Hintergrund sind die desillusionierenden Ergebnisse einer Studie des Instituts zur Qualitätsentwicklung im Bildungswesen (IQB). Danach zeigt die Lernkurve der deutschen Grundschüler immer weiter abwärts. Fast ein Fünftel der Kinder erreicht den Mindeststandard in Lesen oder Mathematik nicht, in der Rechtschreibung sind es sogar 30 Prozent. Selbst Viertklässlern mangelt es an elementaren Fähigkeiten wie dem flüssigen Lesen und dem Verständnis für den Satzzusammenhang.
Dem System sei es in den vergangenen zehn Jahren offensichtlich nicht gelungen, auf die signifikante Zunahme der Schüler mit Migrationshintergrund mit entsprechenden Förderprogrammen zu reagieren, befand der SWK-Vorsitzende Olaf Köller bereits im Juli gegenüber der „Welt“.
Wichtige Basis für die individuelle Lebensplanung und die gesellschaftliche Partizipation
Laut einer Studie des Instituts für Schulentwicklungsforschung der Technischen Universität Dortmund wiederum sind die Schüler in der Pandemie um ein halbes Lernjahr zurückgefallen. Die Forscher haben Daten der Internationalen Grundschul-Lese-Untersuchung (sogenannter IGLU-Lesekompetenztest) von 2016 und 2021 verglichen, an denen über 4.000 Viertklässler an 111 Schulen in Deutschland teilgenommen haben.

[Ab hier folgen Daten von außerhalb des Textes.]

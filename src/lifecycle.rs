//! Model lifecycle manager — the train-stage state machine.
//!
//! One run walks `START → VOCAB_LOADED → CORPUS_BUILT → MODEL_RESOLVED →
//! MODEL_PERSISTED → RESULTS_COMPUTED → RESULTS_PERSISTED → DONE`. Any
//! transition failure aborts the run with the failing phase attached; there
//! is no retry and no rollback of artifacts already written.
//!
//! The `MODEL_RESOLVED` transition is the core decision point: a `reset` run
//! fits a fresh model over the run's own dictionary, an `update` run loads
//! the previous run's verified bundle and treats the bundle's stored
//! vocabulary as authoritative, re-encoding the current corpus against it.

use std::fmt;

use tracing::info;

use crate::bundle;
use crate::config::{LearningMode, TrainConfig};
use crate::constants::defaults::MODEL_SEED;
use crate::constants::paths::{CSV_SUFFIX, STAGE_TRAIN, VIS_FILE};
use crate::corpus::{Corpus, parse_dataset, parse_vocabulary};
use crate::dictionary::{BowDocument, Dictionary};
use crate::errors::PipelineError;
use crate::model::{OnlineLda, worker_pool};
use crate::paths::{RunPaths, StageOutput, join_path, write_signal};
use crate::results::{TopicAssignment, execution_timestamp, render_table};
use crate::store::ArtifactStore;
use crate::viz::TopicVis;

/// Transitions of the train-stage state machine, used to tag failures.
#[derive(Clone, Copy, Debug, PartialEq, Eq)]
pub enum TrainPhase {
    LoadVocabulary,
    BuildCorpus,
    ResolveModel,
    PersistModel,
    ComputeResults,
    PersistResults,
}

impl fmt::Display for TrainPhase {
    fn fmt(&self, f: &mut fmt::Formatter<'_>) -> fmt::Result {
        let name = match self {
            TrainPhase::LoadVocabulary => "load_vocabulary",
            TrainPhase::BuildCorpus => "build_corpus",
            TrainPhase::ResolveModel => "resolve_model",
            TrainPhase::PersistModel => "persist_model",
            TrainPhase::ComputeResults => "compute_results",
            TrainPhase::PersistResults => "persist_results",
        };
        write!(f, "{name}")
    }
}

/// Successful train-run summary.
#[derive(Clone, Debug)]
pub struct TrainOutcome {
    /// Handoff for the postprocess stage.
    pub output: StageOutput,
    /// Result rows written (equals the number of input records).
    pub rows: usize,
    /// Topic count of the resolved model.
    pub num_topics: usize,
}

/// The train stage over an injected store.
pub struct TrainStage<'a> {
    store: &'a dyn ArtifactStore,
    config: &'a TrainConfig,
}

impl<'a> TrainStage<'a> {
    pub fn new(store: &'a dyn ArtifactStore, config: &'a TrainConfig) -> Self {
        Self { store, config }
    }

    /// Execute the full state machine for one run.
    pub fn run(&self) -> Result<TrainOutcome, PipelineError> {
        // Precondition failures terminate before any I/O.
        self.config.validate()?;
        let pool = worker_pool(self.config.params.workers)?;
        let execution_time = execution_timestamp();
        let paths = RunPaths::new(self.config.output_root.clone(), self.config.date);

        info!(date = %self.config.date, mode = %self.config.learning, "generating dictionary");
        let dictionary = self
            .load_vocabulary()
            .map_err(|err| err.in_phase(TrainPhase::LoadVocabulary))?;
        info!(tokens = dictionary.len(), "dictionary ready");

        info!("loading dataset");
        let corpus = self
            .build_corpus(&dictionary)
            .map_err(|err| err.in_phase(TrainPhase::BuildCorpus))?;
        info!(documents = corpus.len(), "corpus built");

        let (model, docs) = self
            .resolve_model(&dictionary, &corpus, &pool)
            .map_err(|err| err.in_phase(TrainPhase::ResolveModel))?;

        bundle::save(&model, self.store, &paths, &self.config.tmp_dir)
            .map_err(|err| err.in_phase(TrainPhase::PersistModel))?;

        info!("concatenating dataset and allocated topic distributions");
        let (rows, distributions) = self
            .compute_results(&model, &corpus, &docs, &pool, &execution_time)
            .map_err(|err| err.in_phase(TrainPhase::ComputeResults))?;

        info!("saving result and visualization files");
        self.persist_results(&paths, &model, &corpus, &rows, &distributions)
            .map_err(|err| err.in_phase(TrainPhase::PersistResults))?;

        let output = StageOutput::for_stage(&paths, STAGE_TRAIN);
        write_signal(self.store, &paths, &output);
        info!(rows = rows.len(), "training done");
        Ok(TrainOutcome {
            output,
            rows: rows.len(),
            num_topics: model.num_topics(),
        })
    }

    /// `START → VOCAB_LOADED`: ids follow vocabulary row order exactly.
    fn load_vocabulary(&self) -> Result<Dictionary, PipelineError> {
        let path = join_path(
            &self.config.preprocess_output,
            &format!("{}{CSV_SUFFIX}", self.config.dict_file),
        );
        let bytes = self.store.get(&path)?;
        let tokens = parse_vocabulary(&bytes)?;
        Ok(Dictionary::from_ordered_tokens(tokens))
    }

    /// `VOCAB_LOADED → CORPUS_BUILT`: unknown tokens are dropped, record
    /// identifiers are retained out-of-band.
    fn build_corpus(&self, dictionary: &Dictionary) -> Result<Corpus, PipelineError> {
        let path = join_path(
            &self.config.preprocess_output,
            &format!("{}{CSV_SUFFIX}", self.config.dataset_file),
        );
        let bytes = self.store.get(&path)?;
        let records = parse_dataset(&bytes)?;
        Ok(Corpus::build(dictionary, records))
    }

    /// `CORPUS_BUILT → MODEL_RESOLVED`: either branch yields one loaded
    /// model plus the documents encoded against that model's vocabulary.
    fn resolve_model(
        &self,
        dictionary: &Dictionary,
        corpus: &Corpus,
        pool: &rayon::ThreadPool,
    ) -> Result<(OnlineLda, Vec<BowDocument>), PipelineError> {
        match self.config.learning {
            LearningMode::Reset => {
                info!("running the model (reset)");
                let model =
                    OnlineLda::fit(dictionary, &corpus.docs, self.config.params, MODEL_SEED, pool);
                Ok((model, corpus.docs.clone()))
            }
            LearningMode::Update => {
                let prev_date = self.config.prev_date.ok_or_else(|| {
                    PipelineError::Configuration("update requires a previous run date".to_string())
                })?;
                info!(prev_date = %prev_date, "updating the model");
                let prev_paths = RunPaths::new(self.config.output_root.clone(), prev_date);
                let mut model = bundle::load(self.store, &prev_paths)?;
                // The persisted mapping is authoritative; the run's fresh
                // dictionary never replaces it. Tokens the stored model has
                // not seen are dropped by re-encoding.
                let stored = Dictionary::from_ordered_tokens(model.vocab().iter().cloned());
                let docs: Vec<BowDocument> = corpus
                    .records
                    .iter()
                    .map(|record| stored.doc_to_bow(&record.tokens()))
                    .collect();
                model.update(&docs, pool);
                Ok((model, docs))
            }
        }
    }

    /// `MODEL_PERSISTED → RESULTS_COMPUTED`: one row per record, all topic
    /// slots explicit.
    fn compute_results(
        &self,
        model: &OnlineLda,
        corpus: &Corpus,
        docs: &[BowDocument],
        pool: &rayon::ThreadPool,
        execution_time: &str,
    ) -> Result<(Vec<TopicAssignment>, Vec<Vec<f64>>), PipelineError> {
        let distributions = model.infer_all(docs, pool);
        let rows = corpus
            .records
            .iter()
            .zip(&distributions)
            .map(|(record, distribution)| TopicAssignment {
                date: self.config.date,
                id: record.id.clone(),
                fields: record.fields.clone(),
                topics: distribution.iter().map(|&score| score as f32).collect(),
                execution_time: execution_time.to_string(),
                pipeline_version: self.config.pipeline_version.clone(),
            })
            .collect();
        Ok((rows, distributions))
    }

    /// `RESULTS_COMPUTED → RESULTS_PERSISTED`: result table plus the
    /// visualization summary, both under the run's train path.
    fn persist_results(
        &self,
        paths: &RunPaths,
        model: &OnlineLda,
        corpus: &Corpus,
        rows: &[TopicAssignment],
        distributions: &[Vec<f64>],
    ) -> Result<(), PipelineError> {
        let table_path = paths.artifact(
            STAGE_TRAIN,
            &format!("{}{CSV_SUFFIX}", self.config.table),
        );
        self.store
            .put(&table_path, render_table(rows)?.as_bytes())?;

        let record_ids: Vec<String> = corpus
            .records
            .iter()
            .map(|record| record.id.clone())
            .collect();
        let vis = TopicVis::prepare(model, &record_ids, distributions);
        let vis_path = paths.artifact(STAGE_TRAIN, VIS_FILE);
        self.store.put(&vis_path, &vis.to_json()?)?;
        Ok(())
    }
}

Als wäre dies nicht genug, ermittelte die Studie zur Gesundheit von Kindern und Jugendlichen in Deutschland (KIGGS) bei 23 Prozent der beobachteten Sieben- bis Zehnjährigen psychische Auffälligkeiten.

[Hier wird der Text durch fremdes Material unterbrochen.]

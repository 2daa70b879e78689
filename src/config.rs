use std::fmt;
use std::path::PathBuf;

use chrono::{Duration, Local, NaiveDate};

use crate::constants::defaults;
use crate::errors::PipelineError;
use crate::types::{LogicalPath, TableName, VersionTag};

/// Model-bundle provenance for the current run.
#[derive(Clone, Copy, Debug, PartialEq, Eq, clap::ValueEnum)]
pub enum LearningMode {
    /// Train a fresh model from scratch.
    Reset,
    /// Incrementally update the previous run's persisted model.
    Update,
}

impl fmt::Display for LearningMode {
    fn fmt(&self, f: &mut fmt::Formatter<'_>) -> fmt::Result {
        match self {
            LearningMode::Reset => write!(f, "reset"),
            LearningMode::Update => write!(f, "update"),
        }
    }
}

/// Connection labels for the artifact store and warehouse services.
///
/// The services themselves are external collaborators; these labels scope
/// logging and store construction, nothing else.
#[derive(Clone, Debug)]
pub struct Connection {
    /// Project identifier of the backing services.
    pub project: String,
    /// Bucket-equivalent name of the artifact store.
    pub bucket: String,
}

/// Numeric hyperparameters for the model capability.
#[derive(Clone, Copy, Debug)]
pub struct TrainingParams {
    /// Topic count `K`.
    pub num_topics: usize,
    /// Mini-batch size for online updates.
    pub chunk_size: usize,
    /// Passes over the corpus per fit/update.
    pub num_passes: usize,
    /// Worker threads for the parallel inner loop.
    pub workers: usize,
}

impl Default for TrainingParams {
    fn default() -> Self {
        Self {
            num_topics: defaults::NUM_TOPICS,
            chunk_size: defaults::CHUNK_SIZE,
            num_passes: defaults::NUM_PASSES,
            workers: defaults::WORKERS,
        }
    }
}

impl TrainingParams {
    /// Validate that every parameter is usable before any I/O happens.
    pub fn validated(self) -> Result<Self, PipelineError> {
        if self.num_topics == 0 {
            return Err(PipelineError::Configuration(
                "num_topics must be greater than zero".to_string(),
            ));
        }
        if self.chunk_size == 0 {
            return Err(PipelineError::Configuration(
                "chunk_size must be greater than zero".to_string(),
            ));
        }
        if self.num_passes == 0 {
            return Err(PipelineError::Configuration(
                "num_pass must be greater than zero".to_string(),
            ));
        }
        if self.workers == 0 {
            return Err(PipelineError::Configuration(
                "workers must be greater than zero".to_string(),
            ));
        }
        Ok(self)
    }
}

/// Configuration for the vocabulary/corpus builder stage.
#[derive(Clone, Debug)]
pub struct PreprocessConfig {
    pub connection: Connection,
    /// Run date keying every artifact path.
    pub date: NaiveDate,
    /// Vocabulary artifact name (without `.csv`).
    pub dict_file: String,
    /// Dataset artifact name (without `.csv`).
    pub dataset_file: String,
    /// Scratch directory for local staging.
    pub tmp_dir: PathBuf,
    /// Logical output root under which `run_<date>/...` trees are written.
    pub output_root: LogicalPath,
}

/// Configuration for the model lifecycle (train) stage.
#[derive(Clone, Debug)]
pub struct TrainConfig {
    pub connection: Connection,
    pub date: NaiveDate,
    /// Prior run date whose bundle seeds an `update` run.
    pub prev_date: Option<NaiveDate>,
    pub learning: LearningMode,
    /// Logical directory holding the preprocess artifacts for this run.
    pub preprocess_output: LogicalPath,
    pub dict_file: String,
    pub dataset_file: String,
    /// Result table name; also names the result artifact.
    pub table: TableName,
    pub tmp_dir: PathBuf,
    pub output_root: LogicalPath,
    pub params: TrainingParams,
    /// Version tag stamped into every result row.
    pub pipeline_version: VersionTag,
}

impl TrainConfig {
    /// Check every precondition that must hold before storage is touched.
    ///
    /// `update` without a previous run date is fatal here, not downstream.
    pub fn validate(&self) -> Result<(), PipelineError> {
        if self.learning == LearningMode::Update && self.prev_date.is_none() {
            return Err(PipelineError::Configuration(
                "updating the model requires a previous run date (--prev-date)".to_string(),
            ));
        }
        self.params.validated()?;
        Ok(())
    }
}

/// Configuration for the result publisher stage.
#[derive(Clone, Debug)]
pub struct PublishConfig {
    pub connection: Connection,
    pub date: NaiveDate,
    /// Logical directory holding the train-stage result artifact.
    pub training_output: LogicalPath,
    pub table: TableName,
    pub output_root: LogicalPath,
    /// Token-field count of the dataset schema, fixed per deployment.
    pub token_fields: usize,
    /// Topic count `K` of the current hyperparameters.
    pub num_topics: usize,
}

/// Resolve a raw `--date` value: empty or missing defaults to yesterday
/// relative to invocation time.
pub fn resolve_run_date(raw: Option<&str>) -> Result<NaiveDate, PipelineError> {
    match raw {
        None | Some("") => Ok(Local::now().date_naive() - Duration::days(1)),
        Some(value) => parse_date(value),
    }
}

/// Parse a `YYYY-MM-DD` date string.
pub fn parse_date(raw: &str) -> Result<NaiveDate, PipelineError> {
    NaiveDate::parse_from_str(raw, "%Y-%m-%d")
        .map_err(|err| PipelineError::Configuration(format!("invalid date '{raw}': {err}")))
}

„Diese alarmierenden Befunde müssen als Weckruf verstanden werden“, schreiben die Autoren des aktuellen SWK-Gutachtens, „denn die in der frühkindlichen Bildung und der Grundschule erworbenen sprachlichen, mathematischen sowie sozial-emotionalen Kompetenzen legen den Grundstein für erfolgreiches Weiterlernen in den anschließenden Bildungsetappen.“ Dies sei eine wichtige Grundlage für die individuelle Lebensplanung und die gesellschaftliche Partizipation.

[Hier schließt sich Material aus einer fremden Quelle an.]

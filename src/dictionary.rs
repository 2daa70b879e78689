use std::collections::BTreeMap;

use indexmap::IndexMap;

use crate::types::{Token, TokenId};

/// Bag-of-words document: `(token id, count)` pairs in ascending id order.
pub type BowDocument = Vec<(TokenId, u32)>;

/// Bidirectional token↔id mapping with dense ids in first-seen order.
///
/// Id assignment is purely a function of insertion order, so rebuilding from
/// the same ordered vocabulary rows reproduces the same mapping. The mapping
/// is owned by the training stage for the duration of one run and is never
/// persisted on its own; the model bundle stores its own copy.
#[derive(Clone, Debug, Default)]
pub struct Dictionary {
    index: IndexMap<Token, TokenId>,
}

impl Dictionary {
    /// Empty dictionary.
    pub fn new() -> Self {
        Self::default()
    }

    /// Build from tokens in order; duplicates keep their first-seen id.
    pub fn from_ordered_tokens<I>(tokens: I) -> Self
    where
        I: IntoIterator<Item = Token>,
    {
        let mut dictionary = Self::new();
        for token in tokens {
            dictionary.insert(token);
        }
        dictionary
    }

    /// Intern `token`, returning its dense id.
    pub fn insert(&mut self, token: Token) -> TokenId {
        let next_id = self.index.len() as TokenId;
        *self.index.entry(token).or_insert(next_id)
    }

    /// Number of distinct tokens.
    pub fn len(&self) -> usize {
        self.index.len()
    }

    /// True when no token has been interned.
    pub fn is_empty(&self) -> bool {
        self.index.is_empty()
    }

    /// Id of `token`, if known.
    pub fn id_of(&self, token: &str) -> Option<TokenId> {
        self.index.get(token).copied()
    }

    /// Token for `id`, if assigned.
    pub fn token_of(&self, id: TokenId) -> Option<&str> {
        self.index
            .get_index(id as usize)
            .map(|(token, _)| token.as_str())
    }

    /// All tokens in id order.
    pub fn tokens(&self) -> Vec<Token> {
        self.index.keys().cloned().collect()
    }

    /// Convert one record's token fields into a bag-of-words document.
    ///
    /// Unknown tokens are dropped, not erred; topic modeling tolerates
    /// vocabulary mismatch. Counts are aggregated and ordered by id.
    pub fn doc_to_bow(&self, tokens: &[Token]) -> BowDocument {
        let mut counts: BTreeMap<TokenId, u32> = BTreeMap::new();
        for token in tokens {
            if let Some(id) = self.id_of(token) {
                *counts.entry(id).or_insert(0) += 1;
            }
        }
        counts.into_iter().collect()
    }
}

Die zentrale Forderung: Kinder sollen nach Abschluss der Grundschulzeit die Mindeststandards in Deutsch und Mathematik erreicht haben. Die Präsidentin der Kultusministerkonferenz, Karin Prien, fordert gar einen Rechtsanspruch der Kinder auf diese Befähigungen. Der Staat müsse Maßnahmen ergreifen, die es Kindern ermöglichten, die Mindeststandards auch zu erreichen. „Wenn wir hier noch nicht genug tun, müssen wir mehr tun“, so die CDU-Politikerin.
Der Fisch stinkt vom Kopf
Der Hamburger Bildungssenator Ties Rabe bringt auf den Punkt, woran es hierzulande krankt. Grundfertigkeiten wie Lesen, Schreiben und Rechnen sieht er als Tür, die überhaupt erst den Eintritt in Bildung und Teilhabe ermöglicht. „Das klingt so selbstverständlich. Und ist es doch nicht“, meint der SPD-Mann. Stattdessen werde über den Bio-Anteil im Schulessen und Unisex-Toiletten diskutiert.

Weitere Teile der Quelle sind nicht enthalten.